[Start of Attachment]
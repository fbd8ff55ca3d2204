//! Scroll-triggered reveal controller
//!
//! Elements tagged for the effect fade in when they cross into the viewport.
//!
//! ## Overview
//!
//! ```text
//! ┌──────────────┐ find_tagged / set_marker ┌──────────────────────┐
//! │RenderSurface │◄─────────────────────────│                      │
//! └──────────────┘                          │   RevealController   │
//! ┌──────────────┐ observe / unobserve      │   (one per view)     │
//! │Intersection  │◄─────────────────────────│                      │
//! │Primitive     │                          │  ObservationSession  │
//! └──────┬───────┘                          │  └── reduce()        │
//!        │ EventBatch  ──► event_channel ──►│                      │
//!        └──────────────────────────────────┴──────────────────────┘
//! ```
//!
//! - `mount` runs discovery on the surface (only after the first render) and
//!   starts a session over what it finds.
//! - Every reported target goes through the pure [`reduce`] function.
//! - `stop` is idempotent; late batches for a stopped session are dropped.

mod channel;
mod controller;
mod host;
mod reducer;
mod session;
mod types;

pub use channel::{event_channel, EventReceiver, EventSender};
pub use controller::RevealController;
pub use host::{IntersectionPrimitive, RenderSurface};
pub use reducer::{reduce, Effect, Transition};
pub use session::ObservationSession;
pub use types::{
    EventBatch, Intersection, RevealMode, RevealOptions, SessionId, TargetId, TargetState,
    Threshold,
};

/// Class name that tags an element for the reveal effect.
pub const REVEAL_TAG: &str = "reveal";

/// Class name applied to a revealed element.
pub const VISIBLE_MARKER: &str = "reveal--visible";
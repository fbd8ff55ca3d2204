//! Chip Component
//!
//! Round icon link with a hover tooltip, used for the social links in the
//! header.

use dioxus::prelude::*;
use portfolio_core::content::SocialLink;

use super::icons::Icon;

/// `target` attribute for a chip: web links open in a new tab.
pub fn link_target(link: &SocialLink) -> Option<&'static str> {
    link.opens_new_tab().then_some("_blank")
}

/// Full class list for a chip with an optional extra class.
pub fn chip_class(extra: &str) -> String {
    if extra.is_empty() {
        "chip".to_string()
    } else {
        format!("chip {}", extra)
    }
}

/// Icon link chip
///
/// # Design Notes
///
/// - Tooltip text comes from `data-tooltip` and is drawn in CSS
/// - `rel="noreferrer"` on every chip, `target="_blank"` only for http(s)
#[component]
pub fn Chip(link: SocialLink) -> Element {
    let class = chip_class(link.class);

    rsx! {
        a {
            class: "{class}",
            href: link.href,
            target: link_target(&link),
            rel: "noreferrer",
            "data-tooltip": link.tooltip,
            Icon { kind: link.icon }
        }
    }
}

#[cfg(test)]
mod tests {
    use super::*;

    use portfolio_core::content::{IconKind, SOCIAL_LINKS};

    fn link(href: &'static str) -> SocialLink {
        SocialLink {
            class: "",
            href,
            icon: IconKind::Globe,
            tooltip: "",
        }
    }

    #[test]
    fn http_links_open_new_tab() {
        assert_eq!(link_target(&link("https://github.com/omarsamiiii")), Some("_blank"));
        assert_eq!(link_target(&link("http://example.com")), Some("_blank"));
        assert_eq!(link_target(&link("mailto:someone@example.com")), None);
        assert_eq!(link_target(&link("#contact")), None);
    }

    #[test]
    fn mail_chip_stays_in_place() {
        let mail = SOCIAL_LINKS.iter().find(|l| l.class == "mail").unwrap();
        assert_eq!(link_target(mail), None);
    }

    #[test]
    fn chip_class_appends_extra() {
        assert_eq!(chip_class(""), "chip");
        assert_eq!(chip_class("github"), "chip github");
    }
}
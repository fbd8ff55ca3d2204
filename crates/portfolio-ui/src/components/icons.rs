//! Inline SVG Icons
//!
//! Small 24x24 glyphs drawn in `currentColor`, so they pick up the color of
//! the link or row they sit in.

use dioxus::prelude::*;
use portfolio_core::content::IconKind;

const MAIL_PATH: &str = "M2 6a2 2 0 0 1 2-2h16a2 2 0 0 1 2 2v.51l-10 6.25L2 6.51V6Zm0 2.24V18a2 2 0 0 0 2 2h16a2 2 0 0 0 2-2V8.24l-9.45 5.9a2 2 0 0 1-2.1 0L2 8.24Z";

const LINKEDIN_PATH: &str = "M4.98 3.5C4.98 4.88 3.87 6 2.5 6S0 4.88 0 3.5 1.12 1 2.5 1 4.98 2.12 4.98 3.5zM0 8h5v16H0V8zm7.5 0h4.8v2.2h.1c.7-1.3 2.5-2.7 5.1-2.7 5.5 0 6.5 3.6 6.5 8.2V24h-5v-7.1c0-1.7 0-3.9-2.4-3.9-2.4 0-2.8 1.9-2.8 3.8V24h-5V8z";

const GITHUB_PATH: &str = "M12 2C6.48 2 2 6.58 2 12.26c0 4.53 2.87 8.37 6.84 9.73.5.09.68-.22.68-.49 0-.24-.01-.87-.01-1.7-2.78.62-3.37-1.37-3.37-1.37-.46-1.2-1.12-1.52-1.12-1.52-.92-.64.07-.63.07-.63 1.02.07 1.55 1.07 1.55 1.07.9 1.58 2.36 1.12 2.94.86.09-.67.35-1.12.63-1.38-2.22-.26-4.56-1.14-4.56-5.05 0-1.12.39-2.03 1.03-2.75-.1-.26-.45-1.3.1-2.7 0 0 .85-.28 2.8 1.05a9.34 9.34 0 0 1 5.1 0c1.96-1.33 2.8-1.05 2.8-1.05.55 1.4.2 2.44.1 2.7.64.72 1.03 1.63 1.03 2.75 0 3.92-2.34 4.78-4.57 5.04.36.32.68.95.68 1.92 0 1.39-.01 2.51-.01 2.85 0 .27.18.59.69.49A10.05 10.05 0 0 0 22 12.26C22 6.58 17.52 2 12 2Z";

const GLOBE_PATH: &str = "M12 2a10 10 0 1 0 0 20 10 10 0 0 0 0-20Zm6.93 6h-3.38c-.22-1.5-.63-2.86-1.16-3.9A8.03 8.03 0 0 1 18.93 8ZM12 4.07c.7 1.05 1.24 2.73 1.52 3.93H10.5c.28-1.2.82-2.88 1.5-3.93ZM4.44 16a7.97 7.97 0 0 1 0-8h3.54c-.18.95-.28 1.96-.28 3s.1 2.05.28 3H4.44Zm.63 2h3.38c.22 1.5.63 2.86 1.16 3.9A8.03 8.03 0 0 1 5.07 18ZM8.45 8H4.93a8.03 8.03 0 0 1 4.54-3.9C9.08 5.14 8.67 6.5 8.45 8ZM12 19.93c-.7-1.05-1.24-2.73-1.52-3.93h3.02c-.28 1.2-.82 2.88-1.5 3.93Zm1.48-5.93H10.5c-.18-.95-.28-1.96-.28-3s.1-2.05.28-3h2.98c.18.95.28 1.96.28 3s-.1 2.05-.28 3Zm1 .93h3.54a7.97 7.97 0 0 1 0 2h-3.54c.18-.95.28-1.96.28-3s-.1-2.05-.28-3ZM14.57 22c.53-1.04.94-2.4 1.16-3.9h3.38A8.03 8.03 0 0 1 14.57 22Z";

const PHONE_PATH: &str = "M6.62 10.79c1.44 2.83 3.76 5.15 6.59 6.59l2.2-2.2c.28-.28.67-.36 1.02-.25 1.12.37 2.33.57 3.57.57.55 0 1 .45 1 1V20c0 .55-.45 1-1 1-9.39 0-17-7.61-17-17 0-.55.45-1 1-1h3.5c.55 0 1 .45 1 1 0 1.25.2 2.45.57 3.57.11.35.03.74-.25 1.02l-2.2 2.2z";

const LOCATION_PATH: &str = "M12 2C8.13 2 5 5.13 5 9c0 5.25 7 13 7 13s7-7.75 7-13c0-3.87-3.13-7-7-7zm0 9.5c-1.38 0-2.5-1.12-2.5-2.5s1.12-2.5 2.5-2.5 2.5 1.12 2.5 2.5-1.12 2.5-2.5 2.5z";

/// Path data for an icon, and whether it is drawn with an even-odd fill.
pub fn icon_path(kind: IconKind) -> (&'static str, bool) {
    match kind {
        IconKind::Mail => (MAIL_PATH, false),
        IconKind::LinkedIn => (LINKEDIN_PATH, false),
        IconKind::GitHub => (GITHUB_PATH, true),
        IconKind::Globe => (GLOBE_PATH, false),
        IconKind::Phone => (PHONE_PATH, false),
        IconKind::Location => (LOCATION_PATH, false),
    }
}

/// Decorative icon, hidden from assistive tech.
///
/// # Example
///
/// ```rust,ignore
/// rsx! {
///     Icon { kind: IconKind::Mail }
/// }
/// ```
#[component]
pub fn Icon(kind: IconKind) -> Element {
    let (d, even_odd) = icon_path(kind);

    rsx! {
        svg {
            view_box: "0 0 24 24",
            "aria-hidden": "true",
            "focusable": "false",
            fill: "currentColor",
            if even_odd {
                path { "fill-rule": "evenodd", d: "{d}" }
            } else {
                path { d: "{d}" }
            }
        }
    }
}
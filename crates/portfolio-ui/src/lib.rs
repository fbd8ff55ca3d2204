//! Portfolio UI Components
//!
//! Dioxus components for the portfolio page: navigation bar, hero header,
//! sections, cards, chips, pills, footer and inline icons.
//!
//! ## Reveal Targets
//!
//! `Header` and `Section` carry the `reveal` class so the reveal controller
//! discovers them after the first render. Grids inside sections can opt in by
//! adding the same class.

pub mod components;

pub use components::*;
[End of Attachment]
-- BRIEF --
Starting with the first line of the listing above, copy each line exactly until you have copied the line containing "mod reducer;". Stop there.

-- OUTPUT FOR THIS EXERCISE --
repository fbd8ff55ca3d2204
//! Scroll-triggered reveal controller
//!
//! Elements tagged for the effect fade in when they cross into the viewport.
//!
//! ## Overview
//!
//! ```text
//! ┌──────────────┐ find_tagged / set_marker ┌──────────────────────┐
//! │RenderSurface │◄─────────────────────────│                      │
//! └──────────────┘                          │   RevealController   │
//! ┌──────────────┐ observe / unobserve      │   (one per view)     │
//! │Intersection  │◄─────────────────────────│                      │
//! │Primitive     │                          │  ObservationSession  │
//! └──────┬───────┘                          │  └── reduce()        │
//!        │ EventBatch  ──► event_channel ──►│                      │
//!        └──────────────────────────────────┴──────────────────────┘
//! ```
//!
//! - `mount` runs discovery on the surface (only after the first render) and
//!   starts a session over what it finds.
//! - Every reported target goes through the pure [`reduce`] function.
//! - `stop` is idempotent; late batches for a stopped session are dropped.

mod channel;
mod controller;
mod host;
mod reducer;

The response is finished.